The Taiwan Foundation for Democracy invited Zhelev to visit Taiwan and published a Chinese-language edition of his book Fascism, which compares communism and fascism and was banned following its publication in 1982 by the country's then communist regime.
The foundation held a book release yesterday to promote its translated edition. Zhelev gave a speech titled "Fascism and Communism: fraternal but not identical twins," recounting how his book was released despite the government's ban, and sharing his analysis of the two totalitarian systems.
"The reason that the book was banned at that time was because it acted as a mirror and in which they saw themselves as they truly were," Zhelev said.
Zhelev said that he was often surprised that people were less critical of communism than of fascism, adding that the two systems are essentially the same.
"However, long after 1989, no international institution took the liberty to condemn communism officially as an unlawful and criminal regime," Zhelev said.
Much of the international community learned its lesson about fascism and communism during the last century's tragedies, Zhelev said, adding that people had since come to realize that democracy cannot be founded on either an anti-fascist or anti-communist ideology.
"In order to be genuine, it has to be simultaneously anti-communist and anti-fascist," he said.

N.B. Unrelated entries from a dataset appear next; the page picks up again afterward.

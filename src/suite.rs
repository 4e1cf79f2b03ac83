//! Named suites: discovery, execution and reporting in one call.

use crate::config::SuiteConfig;
use crate::discovery::{source_for, TestCase};
use crate::error::BenchResult;
use crate::harness::{Harness, SuiteResults};
use crate::report::{ReportPaths, ReportWriter, Summary};

/// What a finished suite produced.
#[derive(Debug, Clone)]
pub struct SuiteOutcome {
    /// Suite name, also the report prefix.
    pub name: String,
    /// Every case result.
    pub results: SuiteResults,
    /// Aggregated totals.
    pub summary: Summary,
    /// Written artifacts.
    pub paths: ReportPaths,
}

/// Discover every case of `suite`, group by group.
pub fn discover_suite(suite: &SuiteConfig) -> BenchResult<Vec<TestCase>> {
    let mut cases = Vec::new();
    for group in &suite.groups {
        let source = source_for(&suite.convention, group);
        let found = source.discover()?;
        tracing::debug!("{}: {} cases", source.describe(), found.len());
        cases.extend(found);
    }
    Ok(cases)
}

/// Run `suite` end to end and write its reports.
pub fn run_suite(
    harness: &Harness,
    suite: &SuiteConfig,
    writer: &mut ReportWriter,
) -> BenchResult<SuiteOutcome> {
    let cases = discover_suite(suite)?;
    tracing::info!(
        "Running suite {} ({} cases, {} tools)",
        suite.name,
        cases.len(),
        harness.tools().len()
    );

    let results = harness.run_cases(&cases)?;
    let (summary, paths) = writer.write(&suite.name, &results)?;

    Ok(SuiteOutcome {
        name: suite.name.clone(),
        results,
        summary,
        paths,
    })
}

When asked for his views on the Chinese Communist Party (CCP), Zhelev urged the international community not to connive with the CCP in depriving Taiwan of its rights in international organizations such as its right to become a UN member.

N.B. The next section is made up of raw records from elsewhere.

//! Test-case discovery.
//!
//! A [`CaseSource`] turns one corpus folder into convention-agnostic
//! [`TestCase`] values. Two layouts are supported:
//!
//! - [`TripleFileGroup`] - separate correct, catch-bad and incorrect files
//! - [`DefineFlagGroup`] - one file, good/bad selected with `-D` flags

mod defines;
mod triple;

pub use defines::DefineFlagGroup;
pub use triple::TripleFileGroup;

use crate::config::CorpusConvention;
use crate::error::{BenchError, BenchResult};
use crate::verdict::Expectation;
use std::path::{Path, PathBuf};

/// One labeled input of a case.
#[derive(Debug, Clone, PartialEq, Eq)]
pub struct CaseVariant {
    /// Variant label (`correct`, `catch_bad`, `incorrect`).
    pub label: String,
    /// Source file to analyze.
    pub file: PathBuf,
    /// Compiler-style options for this variant.
    pub options: Vec<String>,
    /// What the analyzer should produce.
    pub expectation: Expectation,
}

/// One logical test case and its variants, in a fixed order.
#[derive(Debug, Clone, PartialEq, Eq)]
pub struct TestCase {
    /// Unique identifier within a suite.
    pub id: String,
    /// Every variant of the case.
    pub variants: Vec<CaseVariant>,
}

impl TestCase {
    /// Fail with [`BenchError::MissingInput`] if any variant file is absent.
    pub fn ensure_inputs_exist(&self) -> BenchResult<()> {
        match self.variants.iter().find(|v| !v.file.is_file()) {
            Some(missing) => Err(BenchError::missing_input(&self.id, &missing.file)),
            None => Ok(()),
        }
    }
}

/// A corpus folder that can enumerate its test cases.
pub trait CaseSource: Send + Sync {
    /// Human-readable description for logs.
    fn describe(&self) -> String;

    /// Enumerate every case, sorted by file name.
    fn discover(&self) -> BenchResult<Vec<TestCase>>;
}

/// Build the case source for one group folder of a suite.
pub fn source_for(convention: &CorpusConvention, folder: &Path) -> Box<dyn CaseSource> {
    match convention {
        CorpusConvention::TripleFile { common_include } => {
            Box::new(TripleFileGroup::new(folder, common_include))
        }
        CorpusConvention::DefineFlags { support_include } => {
            Box::new(DefineFlagGroup::new(folder, support_include))
        }
    }
}

/// Resolve `folder` to an absolute path, failing if it does not exist.
fn resolve_folder(folder: &Path) -> BenchResult<PathBuf> {
    if !folder.is_dir() {
        return Err(BenchError::missing_input(
            folder.display().to_string(),
            folder,
        ));
    }
    folder
        .canonicalize()
        .map_err(|e| BenchError::io(format!("resolving {}", folder.display()), e))
}

/// Make an include directory absolute without requiring it to exist.
///
/// Analyzers run inside scratch directories, so relative include paths
/// would resolve against the wrong directory.
fn absolute_include(dir: &Path) -> BenchResult<PathBuf> {
    std::path::absolute(dir)
        .map_err(|e| BenchError::io(format!("resolving {}", dir.display()), e))
}

/// Names of the regular files directly inside `folder`, sorted.
fn list_files(folder: &Path) -> BenchResult<Vec<String>> {
    let entries = std::fs::read_dir(folder)
        .map_err(|e| BenchError::io(format!("scanning {}", folder.display()), e))?;

    let mut names = Vec::new();
    for entry in entries {
        let entry =
            entry.map_err(|e| BenchError::io(format!("scanning {}", folder.display()), e))?;
        let file_type = entry
            .file_type()
            .map_err(|e| BenchError::io(format!("inspecting {}", entry.path().display()), e))?;
        if file_type.is_dir() {
            continue;
        }
        match entry.file_name().into_string() {
            Ok(name) => names.push(name),
            Err(name) => tracing::debug!("skipping non UTF-8 file name {name:?}"),
        }
    }
    names.sort();
    Ok(names)
}

/// `-I <dir>` pairs for each directory.
fn include_flags<'a>(dirs: impl IntoIterator<Item = &'a Path>) -> Vec<String> {
    dirs.into_iter()
        .flat_map(|dir| ["-I".to_string(), dir.display().to_string()])
        .collect()
}

#[cfg(test)]
mod tests {
    use super::*;
    use std::fs;

    #[test]
    fn test_list_files_sorted_without_dirs() {
        let dir = tempfile::tempdir().unwrap();
        fs::write(dir.path().join("02_b.c"), "").unwrap();
        fs::write(dir.path().join("01_a.c"), "").unwrap();
        fs::create_dir(dir.path().join("00_dir")).unwrap();

        assert_eq!(list_files(dir.path()).unwrap(), vec!["01_a.c", "02_b.c"]);
    }

    #[test]
    fn test_missing_folder_is_missing_input() {
        let err = resolve_folder(Path::new("/nonexistent/group")).unwrap_err();
        assert!(matches!(err, BenchError::MissingInput { .. }));
    }

    #[test]
    fn test_ensure_inputs_exist_names_case() {
        let case = TestCase {
            id: "memory/leak/01_a.c".to_string(),
            variants: vec![CaseVariant {
                label: "correct".to_string(),
                file: PathBuf::from("/nonexistent/01_a.c"),
                options: vec![],
                expectation: Expectation::Clean,
            }],
        };
        let err = case.ensure_inputs_exist().unwrap_err();
        assert!(err.to_string().contains("memory/leak/01_a.c"));
    }

    #[test]
    fn test_include_flags_pairs() {
        let flags = include_flags([Path::new("/a"), Path::new("/b")]);
        assert_eq!(flags, vec!["-I", "/a", "-I", "/b"]);
    }
}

Zhelev was a member of the Bulgarian Communist Party but was ousted by the party in 1965 for political reasons.
After the regime was toppled in 1989, he was elected president by parliament. In 1992 Zhelev was re-elected president in the country's first direct presidential election following the implementation of its new Constitution.
Wu Yu-shan (
Taiwan can refer to Bulgaria's progress in its process of constitutional reforms, Wu said.
Tung Li-wen (董立文), deputy executive director of the foundation, said that Zhelev's speech was a solemn reminder of the countless lives that had fallen victim to fascism.
Tung said the world risked forgetting this tragedy.
"Looking back at history, we can see that democracy and democratization will always be an irresistible trend," Tung said.